An Instrument for Human-Based Evaluation of GenAI Educational Alignment
摘要
Artificial Intelligence (AI) enables numerous educational tasks such as grading and providing feedback. The recent advancement in Large Language Models (LLMs) served as a catalyst to the adoption of such tools. However, before relying extensively on AI, we should carefully consider its long-term implications and ensure that its use aligns with ethical and educational principles. At present, there is no established framework to guide educators, administrators, and AI developers in assessing the alignment of AI in education with ethical and pedagogical standards. In this article, we bridge this gap by creating an instrument that can be used to evaluate the alignment of AI tools. We did so by, firstly, conducting a systematic search in databases WoS, Scopus, ACM, and IEEE Xplore attempting to find empirical literature and guidelines on AI alignment. The search process identified 409 relevant records, after applying inclusion criteria, 21 articles were chosen. 25 articles were additionally found through snowballing and search in Google Scholar and Google, raising the total to 46 articles. Secondly, utilizing the guidance of 4 comprehensive frameworks and guidelines, we extracted the criteria and concepts related to education from the identified literature to construct an evaluation instrument.
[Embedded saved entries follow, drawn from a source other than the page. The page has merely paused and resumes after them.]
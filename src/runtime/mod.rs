pub mod backend;
pub mod cpu;

pub use backend::{Backend, Feeds, Parameters, RuntimeError};
pub use cpu::CpuBackend;
//! Synthetic sample-data writer.

use crate::slots::Slot;
use rand::Rng;
use std::fs::{self, File};
use std::io::{self, BufWriter, Write};
use std::path::{Path, PathBuf};

/// File name of the generated dataset inside the data directory.
pub const SAMPLE_FILE: &str = "sample.data";

/// Writes one line per slot to `<dir>/sample.data`:
///
/// ```text
/// <slot_name>\t<v1> <v2> ... <vW>
/// ```
///
/// Values are uniform in [0, 1) rendered with two decimal places. The data
/// directory is created if absent, and an existing sample file is truncated,
/// so re-running never appends. Returns the path of the written file.
pub fn write_sample_file<R: Rng>(dir: &Path, slots: &[Slot], rng: &mut R) -> io::Result<PathBuf> {
    fs::create_dir_all(dir)?;
    let path = dir.join(SAMPLE_FILE);
    let mut writer = BufWriter::new(File::create(&path)?);

    for slot in slots {
        let values = (0..slot.width)
            .map(|_| format!("{:.2}", rng.gen::<f32>()))
            .collect::<Vec<_>>()
            .join(" ");
        writeln!(writer, "{}\t{}", slot.name, values)?;
    }

    writer.flush()?;
    Ok(path)
}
Thirdly, we applied the instrument in a case study to evaluate educational recommendations by AI and then conducted an Exploratory Factor Analysis on the results to understand the relation between the criteria. We identified 4 categories to group 11 criteria. Category Clarity which include Accuracy, Presentability, and Justification. Category Feasibility which include Usefulness and Coherence. Category Pedagogical Value which include Implementability and Engagement with Higher-Order Cognitive Skills. Category Learner-Focused which include Learner-Centeredness, Diversity, Equity, and Inclusion. There are two additional criteria that were not identified with any category as their scales are not nominal—Privacy and Ethicality and Alignment with Learning Theories. This instrument can be used by different stakeholders in education to make sure AI usage meets the complex requirements of human needs.